Или, скорее всего, просто ещё неоцененный. Мыслитель колоссальной величины, которого загубили совершенно целенаправленно. Там где не было доказательств, выставили лжесвидетелей. Тайная полиция считала Чернышевского "врагом империи №1". Обалдеть, если задуматься.

Интересено, что у нас в школе Рахметов вызывал восхищение, а от его лежание на гвоздях никакого хихикания не было и близко, а напротив - большое уважение. Но опять же, это была провинциальная школа.

Если бы Чернышевский остался на свободе, то история могла бы пойти совершенно другим путем. Отечественная общественная мысль, вполне вероятно, не была бы отравлена ядом лженаучного марксизма и вместо двух публицистов из Германии висели бы портеры Чернышевского и других несостоявшихся гениев отечественной мысли. В отличие от марксистских уродов он огромное значение придавал природе человека, до чего мы начинаем доходить только сейчас, он придавал огромную роль общественной психологии и нравственности.

Он занимал очень странную роль в СССР. С одной стороны, его как-то стыдливо задвигали, а с другой, говорили как об очень важной фигуре общественной мысли России, впрочем, не объясняя почему. Идея всесторонне развитой гармоничной личности, нового гуманизма, нового человека, социалистического труда. У него очень много чего. Мне кажется, что мы начинаем созревать для понимания Чернышевского только сейчас.

Идея всесторонне развитой гармоничной личности, нового гуманизма, нового человека, социалистического труда.

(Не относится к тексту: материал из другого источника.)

use std::path::Path;

use anyhow::Result;
use tokio::fs;
use tracing::{info, warn};

use crate::store::TelemetryStore;

/// Load the persisted store from disk. Returns an empty store if the snapshot
/// is missing or corrupt.
pub async fn load_store(path: &Path) -> TelemetryStore {
    if !path.exists() {
        info!("No snapshot at {}, starting with an empty store", path.display());
        return TelemetryStore::default();
    }

    match fs::read_to_string(path).await {
        Ok(data) => match serde_json::from_str::<TelemetryStore>(&data) {
            Ok(store) => {
                info!(
                    "Loaded snapshot from {} ({} waypoints, {} trips, {} samples)",
                    path.display(),
                    store.waypoints.len(),
                    store.trips.len(),
                    store.samples.len(),
                );
                store
            }
            Err(e) => {
                warn!("Failed to parse {}: {e}, starting empty", path.display());
                TelemetryStore::default()
            }
        },
        Err(e) => {
            warn!("Failed to read {}: {e}, starting empty", path.display());
            TelemetryStore::default()
        }
    }
}

/// Persist the store to disk. Written atomically via a temp file so a crash
/// mid-write never corrupts the previous snapshot.
pub async fn save_store(path: &Path, store: &TelemetryStore) -> Result<()> {
    if let Some(parent) = path.parent() {
        fs::create_dir_all(parent).await?;
    }

    let json = serde_json::to_string(store)?;
    let tmp = path.with_extension("json.tmp");
    fs::write(&tmp, json).await?;
    fs::rename(&tmp, path).await?;
    Ok(())
}

#[cfg(test)]
mod tests {
    use super::*;
    use crate::state::Waypoint;
    use chrono::Utc;
    use field_geo::LatLng;

    #[tokio::test]
    async fn round_trips_through_disk() {
        let path = std::env::temp_dir().join("fieldtrace-persistence-test.json");
        let _ = fs::remove_file(&path).await;

        let mut store = TelemetryStore::default();
        store.upsert_waypoint(Waypoint {
            id: "w1".to_string(),
            user_id: "alice".to_string(),
            name: "Clearing A".to_string(),
            pos: LatLng::new(46.8139, -71.2080),
            waypoint_type: Some("stand".to_string()),
            color: None,
            icon: None,
            created_at: Utc::now(),
        });

        save_store(&path, &store).await.unwrap();
        let loaded = load_store(&path).await;
        assert_eq!(loaded.waypoints.len(), 1);
        assert_eq!(loaded.waypoints["w1"].name, "Clearing A");

        let _ = fs::remove_file(&path).await;
    }

    #[tokio::test]
    async fn missing_or_corrupt_snapshot_starts_empty() {
        let missing = std::env::temp_dir().join("fieldtrace-does-not-exist.json");
        assert!(load_store(&missing).await.waypoints.is_empty());

        let corrupt = std::env::temp_dir().join("fieldtrace-corrupt-test.json");
        fs::write(&corrupt, "{not json").await.unwrap();
        assert!(load_store(&corrupt).await.waypoints.is_empty());
        let _ = fs::remove_file(&corrupt).await;
    }
}
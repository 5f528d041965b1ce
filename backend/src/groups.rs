//! Group position fanout and the chat / group-alert journal.
//!
//! Positions converge last-writer-wins per `(group_id, user_id)`; snapshots
//! only expose rows refreshed inside the sharing window. Chat is append-only
//! with per-member read markers. Structured alerts carry a fixed emoji
//! vocabulary that clients depend on — the table below is wire-stable.

use chrono::{DateTime, Duration, Utc};
use field_geo::LatLng;
use serde::Deserialize;
use serde_json::{json, Value};
use tracing::info;
use uuid::Uuid;

use crate::error::{DomainError, DomainResult};
use crate::state::{ChatMessage, GroupPositionShare, MessageType};
use crate::store::SharedStore;

/// Rows older than this are dropped from position snapshots.
const SHARING_WINDOW_MIN: i64 = 30;

// ─── Alert vocabulary ────────────────────────────────────────────────────────

pub struct AlertMeta {
    pub emoji: &'static str,
    pub label: &'static str,
    pub priority: &'static str,
    pub vibrate: &'static [u32],
}

pub fn alert_meta(alert_type: &str) -> Option<AlertMeta> {
    let meta = match alert_type {
        "animal_spotted" => AlertMeta {
            emoji: "🦌",
            label: "Animal spotted",
            priority: "high",
            vibrate: &[200, 100, 200],
        },
        "position_marked" => AlertMeta {
            emoji: "📍",
            label: "Position marked",
            priority: "medium",
            vibrate: &[100],
        },
        "need_help" => AlertMeta {
            emoji: "🆘",
            label: "Need help",
            priority: "urgent",
            vibrate: &[400, 100, 400, 100, 400],
        },
        "shot_fired" => AlertMeta {
            emoji: "🎯",
            label: "Shot fired",
            priority: "high",
            vibrate: &[300, 100, 300],
        },
        "returning" => AlertMeta {
            emoji: "🏠",
            label: "Heading back",
            priority: "low",
            vibrate: &[100],
        },
        "break_time" => AlertMeta {
            emoji: "☕",
            label: "Taking a break",
            priority: "low",
            vibrate: &[100],
        },
        "silence" => AlertMeta {
            emoji: "🤫",
            label: "Radio silence",
            priority: "high",
            vibrate: &[200],
        },
        "meeting_point" => AlertMeta {
            emoji: "🤝",
            label: "Meeting point",
            priority: "medium",
            vibrate: &[100, 50, 100],
        },
        _ => return None,
    };
    Some(meta)
}

const ALERT_TYPES: [&str; 8] = [
    "animal_spotted",
    "position_marked",
    "need_help",
    "shot_fired",
    "returning",
    "break_time",
    "silence",
    "meeting_point",
];

/// Full alert vocabulary plus canned quick messages, for client pickers.
pub fn alert_catalog() -> Value {
    let mut alert_types = serde_json::Map::new();
    for alert_type in ALERT_TYPES {
        if let Some(meta) = alert_meta(alert_type) {
            alert_types.insert(
                alert_type.to_string(),
                json!({
                    "emoji": meta.emoji,
                    "label": meta.label,
                    "priority": meta.priority,
                    "vibrate": meta.vibrate,
                }),
            );
        }
    }

    json!({
        "alert_types": alert_types,
        "quick_messages": [
            { "text": "On my way", "emoji": "🚶" },
            { "text": "In position", "emoji": "✅" },
            { "text": "Nothing moving here", "emoji": "😴" },
            { "text": "Stay sharp", "emoji": "👀" },
            { "text": "Packing up", "emoji": "🎒" },
        ],
    })
}

// ─── Payloads ────────────────────────────────────────────────────────────────

#[derive(Debug, Clone, Deserialize)]
pub struct PositionShareUpdate {
    pub lat: f64,
    pub lng: f64,
    #[serde(default)]
    pub heading: Option<f64>,
    #[serde(default = "default_status")]
    pub status: String,
}

fn default_status() -> String {
    "hunting".to_string()
}

#[derive(Debug, Clone, Deserialize)]
pub struct MessageSend {
    #[serde(default = "default_message_type")]
    pub message_type: MessageType,
    pub content: String,
    #[serde(default)]
    pub location: Option<LatLng>,
}

fn default_message_type() -> MessageType {
    MessageType::Text
}
use once_cell::sync::Lazy;
use std::collections::HashMap;

pub const HTTP_VERSION: &str = "HTTP/1.0";

/// Reason phrases for the status codes the server knows by name.
static REASON_PHRASES: Lazy<HashMap<u16, &'static str>> = Lazy::new(|| {
    HashMap::from([
        (200, "OK"),
        (404, "Not Found"),
        (500, "Internal Server Error"),
        (503, "Service Unavailable"),
    ])
});

/// Unknown codes are legal and render with an empty reason phrase.
pub fn reason_phrase(code: u16) -> &'static str {
    REASON_PHRASES.get(&code).copied().unwrap_or("")
}

pub fn status_line(code: u16) -> String {
    format!("{} {} {}", HTTP_VERSION, code, reason_phrase(code))
}
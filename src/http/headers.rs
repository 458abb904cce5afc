//! Header map shared by [`HttpRequest`](crate::http::request::HttpRequest)
//! and [`ResponseState`](crate::http::response::ResponseState).
//!
//! Headers are stored in an ordered map to preserve insertion order, which
//! the response serializer relies on. Names are matched case-insensitively
//! by lower-casing them on every access. Values may be absent: a masked
//! header stays in the map but is skipped when the response is rendered,
//! which is how a previously-set header (say, `Content-Type` from an init
//! hook) gets dropped on an error path.

use indexmap::IndexMap;

#[derive(Debug, Clone, Default)]
pub struct HeaderMap {
    entries: IndexMap<String, Option<String>>,
}

impl HeaderMap {
    pub fn new() -> Self {
        Self {
            entries: IndexMap::new(),
        }
    }

    pub fn insert(&mut self, name: &str, value: impl Into<String>) {
        self.entries.insert(name.to_lowercase(), Some(value.into()));
    }

    /// Mask a header: it keeps its position but renders as absent.
    pub fn unset(&mut self, name: &str) {
        self.entries.insert(name.to_lowercase(), None);
    }

    pub fn get(&self, name: &str) -> Option<&str> {
        self.entries.get(&name.to_lowercase()).and_then(|v| v.as_deref())
    }

    pub fn iter(&self) -> impl Iterator<Item = (&str, Option<&str>)> {
        self.entries.iter().map(|(name, value)| (name.as_str(), value.as_deref()))
    }
}

/// Wire casing for header names: first character upper-case, everything
/// after it lower-case, letters behind hyphens included. `content-type`
/// renders as `Content-type`, `SERVER` as `Server`.
pub fn display_name(name: &str) -> String {
    let mut chars = name.chars();
    match chars.next() {
        Some(first) => first
            .to_uppercase()
            .chain(chars.flat_map(|c| c.to_lowercase()))
            .collect(),
        None => String::new(),
    }
}
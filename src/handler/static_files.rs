use std::fs::File;
use std::io::ErrorKind;
use std::io::Read;

use crate::http::request::HttpRequest;
use crate::http::response::ResponseState;

pub const HTML_UTF8: &str = "text/html; charset=utf-8";

/// Read `filename` into the response body. A missing file maps to 404 with
/// the canned not-found body, any other I/O failure to 500; both error
/// paths mask `Content-Type` so a hook-set value does not describe a body
/// it no longer matches.
pub fn serve_file(
    req: &HttpRequest,
    state: &mut ResponseState,
    filename: &str,
    content_type: &str,
) -> Vec<u8> {
    match read_file(filename) {
        Ok(body) => {
            state.headers.insert("Content-Type", content_type);
            state.set_body(body);
            state.build(200)
        }
        Err(err) if err.kind() == ErrorKind::NotFound => {
            state.headers.unset("Content-Type");
            state.set_body(format!("Not Found on this server: {}\n", req.path));
            state.build(404)
        }
        Err(_) => {
            state.headers.unset("Content-Type");
            state.set_body("Internal Server Error\n");
            state.build(500)
        }
    }
}

// The handle lives only inside this scope, so it is released on success
// and on every failure alike.
fn read_file(filename: &str) -> std::io::Result<Vec<u8>> {
    let mut file = File::open(filename)?;
    let mut body = Vec::new();
    file.read_to_end(&mut body)?;
    Ok(body)
}
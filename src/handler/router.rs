use crate::handler::Handler;

/// Ordered set of (prefix, handler) registrations with longest-prefix
/// lookup. Registration happens before serving starts; the table is
/// read-only afterwards.
pub struct RouteTable {
    routes: Vec<(String, Handler)>,
}

impl RouteTable {
    pub fn new() -> Self {
        Self { routes: Vec::new() }
    }

    pub fn register(&mut self, prefix: &str, handler: Handler) {
        self.routes.push((prefix.to_string(), handler));
    }

    /// Sort entries by descending prefix length, called once when
    /// registration closes. The sort is stable, so equal-length prefixes
    /// keep their registration order.
    pub fn seal(&mut self) {
        self.routes.sort_by(|a, b| b.0.len().cmp(&a.0.len()));
    }

    /// First handler (in sealed order) whose prefix starts `path`. The
    /// match is literal and anchored at index 0 only: prefix "/a" matches
    /// path "/ab".
    pub fn resolve(&self, path: &str) -> Option<&Handler> {
        self.routes
            .iter()
            .find(|(prefix, _)| path.starts_with(prefix.as_str()))
            .map(|(_, handler)| handler)
    }
}
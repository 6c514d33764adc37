use std::time::Duration;

use reqwest::Client;
use scraper::{Html, Selector};
use url::Url;

use crate::error::{AppError, Result};

const USER_AGENT_STRING: &str = "Mozilla/5.0";

pub struct ArticleFetcher {
    client: Client,
}

impl ArticleFetcher {
    pub fn new() -> Self {
        let client = Client::builder()
            .timeout(Duration::from_secs(30))
            .connect_timeout(Duration::from_secs(10))
            .user_agent(USER_AGENT_STRING)
            .build()
            .expect("Failed to create HTTP client");

        Self { client }
    }

    /// Fetch one URL and return its concatenated paragraph text.
    pub async fn fetch_article_text(&self, article_url: &str) -> Result<String> {
        match Url::parse(article_url) {
            Ok(_) => {}
            Err(url::ParseError::RelativeUrlWithoutBase) => {
                return Err(AppError::MissingScheme(article_url.to_string()));
            }
            Err(e) => return Err(AppError::Fetch(e.to_string())),
        }

        let response = self
            .client
            .get(article_url)
            .send()
            .await
            .map_err(|e| AppError::Fetch(e.to_string()))?;

        if !response.status().is_success() {
            return Err(AppError::Fetch(format!("HTTP {}", response.status())));
        }

        let html = response
            .text()
            .await
            .map_err(|e| AppError::Fetch(e.to_string()))?;

        extract_paragraphs(&html)
            .ok_or_else(|| AppError::EmptyArticle(article_url.to_string()))
    }
}

impl Default for ArticleFetcher {
    fn default() -> Self {
        Self::new()
    }
}

/// Text content of every `<p>` element, trimmed per paragraph and
/// joined with newlines. None when nothing recoverable remains; that
/// is the only "no article content" heuristic.
pub fn extract_paragraphs(html: &str) -> Option<String> {
    let document = Html::parse_document(html);
    let selector = Selector::parse("p").expect("p is a valid selector");

    let article = document
        .select(&selector)
        .map(|p| p.text().collect::<String>().trim().to_string())
        .collect::<Vec<_>>()
        .join("\n");

    if article.trim().is_empty() {
        None
    } else {
        Some(article)
    }
}

#[cfg(test)]
mod tests {
    use super::*;

    #[test]
    fn joins_paragraphs_with_newlines() {
        assert_eq!(
            extract_paragraphs("<html><body><p>A</p><p>B</p></body></html>"),
            Some("A\nB".to_string())
        );
    }

    #[test]
    fn trims_each_paragraph() {
        assert_eq!(
            extract_paragraphs("<p>  first  </p><p>\n second \t</p>"),
            Some("first\nsecond".to_string())
        );
    }

    #[test]
    fn collects_nested_inline_text() {
        assert_eq!(
            extract_paragraphs("<p>Giá <b>vàng</b> tăng</p>"),
            Some("Giá vàng tăng".to_string())
        );
    }

    #[test]
    fn no_paragraphs_means_no_article() {
        assert_eq!(extract_paragraphs("<div>only a div</div>"), None);
        assert_eq!(extract_paragraphs(""), None);
    }

    #[test]
    fn whitespace_only_paragraphs_mean_no_article() {
        assert_eq!(extract_paragraphs("<p>   </p><p>\n</p>"), None);
    }
}
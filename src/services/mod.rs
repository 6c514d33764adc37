mod article_fetcher;
mod validator;

pub use article_fetcher::{extract_paragraphs, ArticleFetcher};
pub use validator::is_valid_url;
use clap::ValueEnum;

/// Tone/format of the requested summary. Closed set; each entry has an
/// instruction sentence per language in the prompt catalog.
#[derive(Debug, Clone, Copy, PartialEq, Eq, Hash, ValueEnum)]
pub enum SummaryStyle {
    Brief,
    Professional,
    Friendly,
    Bulleted,
    Funny,
}

impl SummaryStyle {
    pub const ALL: [SummaryStyle; 5] = [
        SummaryStyle::Brief,
        SummaryStyle::Professional,
        SummaryStyle::Friendly,
        SummaryStyle::Bulleted,
        SummaryStyle::Funny,
    ];

    pub fn display_label(&self) -> &'static str {
        match self {
            SummaryStyle::Brief => "Brief",
            SummaryStyle::Professional => "Professional",
            SummaryStyle::Friendly => "Friendly",
            SummaryStyle::Bulleted => "Bullet points",
            SummaryStyle::Funny => "Funny",
        }
    }
}

#[derive(Debug, Clone, Copy, PartialEq, Eq, Hash, ValueEnum)]
pub enum Language {
    Vietnamese,
    English,
}

impl Language {
    pub const ALL: [Language; 2] = [Language::Vietnamese, Language::English];
}

#[derive(Debug, Clone, Copy, PartialEq, Eq, Hash, ValueEnum)]
pub enum LengthTier {
    Brief,
    Moderate,
    Detailed,
}

impl LengthTier {
    pub const ALL: [LengthTier; 3] =
        [LengthTier::Brief, LengthTier::Moderate, LengthTier::Detailed];
}

/// One user submission: a URL plus the selections that shape the prompt.
/// Immutable once constructed.
#[derive(Debug, Clone)]
pub struct SummaryRequest {
    pub url: String,
    pub style: SummaryStyle,
    pub language: Language,
    pub length: LengthTier,
}
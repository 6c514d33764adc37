mod catalog;
mod composer;

pub use catalog::PromptCatalog;
pub use composer::{build_prompt, truncate_chars};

И что особенно интересно, если вдуматься, так это то, что мы в своё время все эти идеи считали настолько естественными, настолько они были неотъемлемой частью советской жизни, что никто особенно и не задумывался о том, что впервые их сформулировал в России именно Чернышевский. Идеи оказались удивительно "русскими" и так прижились, что ... утратили автора. Так иногда происходит с особо любимыми песнями - они перестают быть авторскими и воспринимаются всеми как "народные".

Поэтому "несостоявшийся" гений Чернышевский, или пока не оценённый - там видно будет.  "И не одно сокровище, быть может, // Минуя внуков, к правнукам уйдёт...", как сказал Мандельштам в ХХ веке.

А правда, что Чернышевского нынешние уроды и вовсе из школьных программ выбросили?

Судя по одному из "Снов Веры Павловны". Чернышевский был близок к открытию психоанализа.